- [Your task] Using the entries below, write out the line with "## Key Components", the line with "pub use queue::MutationQueue;", and every line in between, exactly as each is written.

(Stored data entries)
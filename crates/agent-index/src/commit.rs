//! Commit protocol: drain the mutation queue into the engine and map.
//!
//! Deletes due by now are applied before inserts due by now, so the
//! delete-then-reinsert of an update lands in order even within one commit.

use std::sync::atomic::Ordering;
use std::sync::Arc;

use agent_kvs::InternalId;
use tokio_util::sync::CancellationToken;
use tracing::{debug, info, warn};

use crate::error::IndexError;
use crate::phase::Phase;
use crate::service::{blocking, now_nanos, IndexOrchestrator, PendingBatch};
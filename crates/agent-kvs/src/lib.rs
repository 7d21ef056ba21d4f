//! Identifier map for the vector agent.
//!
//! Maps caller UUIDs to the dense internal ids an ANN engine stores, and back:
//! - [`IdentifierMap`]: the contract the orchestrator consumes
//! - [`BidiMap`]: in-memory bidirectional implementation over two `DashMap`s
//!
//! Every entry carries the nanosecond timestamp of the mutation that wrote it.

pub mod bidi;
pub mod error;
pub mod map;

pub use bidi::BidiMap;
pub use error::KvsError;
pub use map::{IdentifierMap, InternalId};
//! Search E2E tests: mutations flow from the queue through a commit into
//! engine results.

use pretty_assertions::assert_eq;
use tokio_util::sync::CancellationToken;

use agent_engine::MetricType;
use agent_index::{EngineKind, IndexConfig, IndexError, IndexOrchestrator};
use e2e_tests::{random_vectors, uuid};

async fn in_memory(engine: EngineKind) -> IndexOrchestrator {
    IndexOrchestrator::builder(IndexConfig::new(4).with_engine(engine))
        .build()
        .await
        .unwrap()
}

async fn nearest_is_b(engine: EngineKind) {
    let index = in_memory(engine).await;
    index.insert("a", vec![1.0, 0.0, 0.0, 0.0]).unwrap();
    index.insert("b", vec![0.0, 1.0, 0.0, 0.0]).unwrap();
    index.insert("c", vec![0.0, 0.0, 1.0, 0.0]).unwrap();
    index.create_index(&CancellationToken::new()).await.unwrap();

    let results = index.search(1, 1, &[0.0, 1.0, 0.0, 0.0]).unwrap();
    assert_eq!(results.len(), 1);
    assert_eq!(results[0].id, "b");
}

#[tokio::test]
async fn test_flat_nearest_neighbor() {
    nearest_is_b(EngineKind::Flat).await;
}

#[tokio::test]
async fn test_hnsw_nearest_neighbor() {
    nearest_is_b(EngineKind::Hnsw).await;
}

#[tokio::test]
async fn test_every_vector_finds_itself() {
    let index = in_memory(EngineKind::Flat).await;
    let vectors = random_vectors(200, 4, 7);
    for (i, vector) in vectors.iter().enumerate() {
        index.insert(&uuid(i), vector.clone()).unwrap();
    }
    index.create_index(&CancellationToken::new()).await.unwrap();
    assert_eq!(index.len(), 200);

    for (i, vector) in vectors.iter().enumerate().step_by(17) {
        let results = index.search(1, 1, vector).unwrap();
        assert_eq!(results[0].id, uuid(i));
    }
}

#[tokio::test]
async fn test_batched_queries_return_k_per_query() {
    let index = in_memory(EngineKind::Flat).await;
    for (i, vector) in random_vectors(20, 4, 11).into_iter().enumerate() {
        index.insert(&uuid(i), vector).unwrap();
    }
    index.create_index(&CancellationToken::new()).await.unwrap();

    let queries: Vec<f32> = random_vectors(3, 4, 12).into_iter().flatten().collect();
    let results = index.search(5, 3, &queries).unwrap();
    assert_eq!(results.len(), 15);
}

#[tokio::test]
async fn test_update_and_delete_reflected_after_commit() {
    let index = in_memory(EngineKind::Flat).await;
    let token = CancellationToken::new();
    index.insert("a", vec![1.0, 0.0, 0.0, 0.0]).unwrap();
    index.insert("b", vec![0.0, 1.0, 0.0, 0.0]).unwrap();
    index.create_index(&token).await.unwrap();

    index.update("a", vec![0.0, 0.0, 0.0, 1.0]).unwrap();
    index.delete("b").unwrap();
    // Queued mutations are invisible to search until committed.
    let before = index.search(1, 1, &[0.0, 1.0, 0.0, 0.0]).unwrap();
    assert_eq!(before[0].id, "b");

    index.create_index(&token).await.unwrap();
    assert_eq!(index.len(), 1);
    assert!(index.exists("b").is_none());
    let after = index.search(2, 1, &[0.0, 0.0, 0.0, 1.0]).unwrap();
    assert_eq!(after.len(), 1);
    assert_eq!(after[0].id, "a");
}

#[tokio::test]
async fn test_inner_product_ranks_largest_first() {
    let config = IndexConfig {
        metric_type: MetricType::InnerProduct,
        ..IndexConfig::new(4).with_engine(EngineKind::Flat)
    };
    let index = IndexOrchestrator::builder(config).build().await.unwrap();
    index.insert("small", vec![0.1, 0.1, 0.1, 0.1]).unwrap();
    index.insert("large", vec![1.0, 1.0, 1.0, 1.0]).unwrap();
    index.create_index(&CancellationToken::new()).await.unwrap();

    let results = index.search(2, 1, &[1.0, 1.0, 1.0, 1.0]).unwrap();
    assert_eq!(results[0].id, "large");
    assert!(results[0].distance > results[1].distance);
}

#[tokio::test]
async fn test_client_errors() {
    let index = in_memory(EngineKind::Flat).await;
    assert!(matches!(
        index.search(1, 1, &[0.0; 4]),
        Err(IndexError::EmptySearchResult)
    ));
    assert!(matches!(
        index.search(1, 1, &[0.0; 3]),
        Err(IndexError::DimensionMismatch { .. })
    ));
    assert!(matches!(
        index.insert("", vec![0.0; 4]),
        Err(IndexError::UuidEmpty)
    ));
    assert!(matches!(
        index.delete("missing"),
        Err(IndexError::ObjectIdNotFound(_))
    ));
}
---
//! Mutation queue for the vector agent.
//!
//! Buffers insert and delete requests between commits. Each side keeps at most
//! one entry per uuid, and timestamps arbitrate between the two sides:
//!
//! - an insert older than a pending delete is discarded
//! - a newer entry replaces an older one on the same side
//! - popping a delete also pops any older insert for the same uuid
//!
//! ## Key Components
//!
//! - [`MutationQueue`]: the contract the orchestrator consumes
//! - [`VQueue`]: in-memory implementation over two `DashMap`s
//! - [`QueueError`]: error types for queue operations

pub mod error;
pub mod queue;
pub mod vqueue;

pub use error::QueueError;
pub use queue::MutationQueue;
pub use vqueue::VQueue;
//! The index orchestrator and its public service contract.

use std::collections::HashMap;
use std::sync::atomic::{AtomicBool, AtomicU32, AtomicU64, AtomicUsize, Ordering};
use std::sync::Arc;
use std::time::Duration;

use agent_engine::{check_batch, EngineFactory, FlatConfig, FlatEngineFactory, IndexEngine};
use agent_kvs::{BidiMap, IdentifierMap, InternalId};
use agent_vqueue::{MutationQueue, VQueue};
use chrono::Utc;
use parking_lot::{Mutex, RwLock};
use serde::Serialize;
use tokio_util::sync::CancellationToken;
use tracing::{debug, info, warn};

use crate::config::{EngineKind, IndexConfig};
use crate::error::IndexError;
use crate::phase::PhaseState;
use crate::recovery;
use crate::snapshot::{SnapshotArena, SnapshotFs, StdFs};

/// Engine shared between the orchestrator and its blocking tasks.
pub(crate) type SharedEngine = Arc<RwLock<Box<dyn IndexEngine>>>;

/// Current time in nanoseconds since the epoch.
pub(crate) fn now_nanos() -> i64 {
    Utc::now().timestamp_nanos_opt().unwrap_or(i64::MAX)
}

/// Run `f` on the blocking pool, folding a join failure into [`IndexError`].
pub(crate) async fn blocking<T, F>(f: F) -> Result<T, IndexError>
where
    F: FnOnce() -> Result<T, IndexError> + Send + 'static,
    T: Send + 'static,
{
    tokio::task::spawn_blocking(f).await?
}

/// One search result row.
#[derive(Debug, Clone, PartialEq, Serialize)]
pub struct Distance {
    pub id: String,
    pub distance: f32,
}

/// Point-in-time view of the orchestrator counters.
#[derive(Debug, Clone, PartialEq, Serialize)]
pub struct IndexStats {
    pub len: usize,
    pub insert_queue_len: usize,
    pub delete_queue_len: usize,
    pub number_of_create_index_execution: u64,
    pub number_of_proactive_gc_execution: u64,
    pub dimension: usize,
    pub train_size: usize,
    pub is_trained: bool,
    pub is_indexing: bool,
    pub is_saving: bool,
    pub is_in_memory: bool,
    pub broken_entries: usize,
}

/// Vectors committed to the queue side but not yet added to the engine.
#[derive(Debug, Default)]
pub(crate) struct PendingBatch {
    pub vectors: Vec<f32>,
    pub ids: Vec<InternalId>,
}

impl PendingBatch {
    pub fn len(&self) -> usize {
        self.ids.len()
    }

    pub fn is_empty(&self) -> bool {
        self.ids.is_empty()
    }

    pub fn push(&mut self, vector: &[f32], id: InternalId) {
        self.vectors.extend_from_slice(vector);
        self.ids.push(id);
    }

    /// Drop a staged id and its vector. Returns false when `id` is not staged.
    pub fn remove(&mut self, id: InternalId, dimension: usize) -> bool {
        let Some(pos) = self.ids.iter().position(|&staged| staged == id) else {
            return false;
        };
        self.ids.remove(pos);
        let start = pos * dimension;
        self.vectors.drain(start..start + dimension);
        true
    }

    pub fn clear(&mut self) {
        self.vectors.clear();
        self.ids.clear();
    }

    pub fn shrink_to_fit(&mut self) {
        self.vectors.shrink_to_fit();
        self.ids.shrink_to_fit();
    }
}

- [Output of the task]
//! ## Key Components
//!
//! - [`MutationQueue`]: the contract the orchestrator consumes
//! - [`VQueue`]: in-memory implementation over two `DashMap`s
//! - [`QueueError`]: error types for queue operations

pub mod error;
pub mod queue;
pub mod vqueue;

pub use error::QueueError;
pub use queue::MutationQueue;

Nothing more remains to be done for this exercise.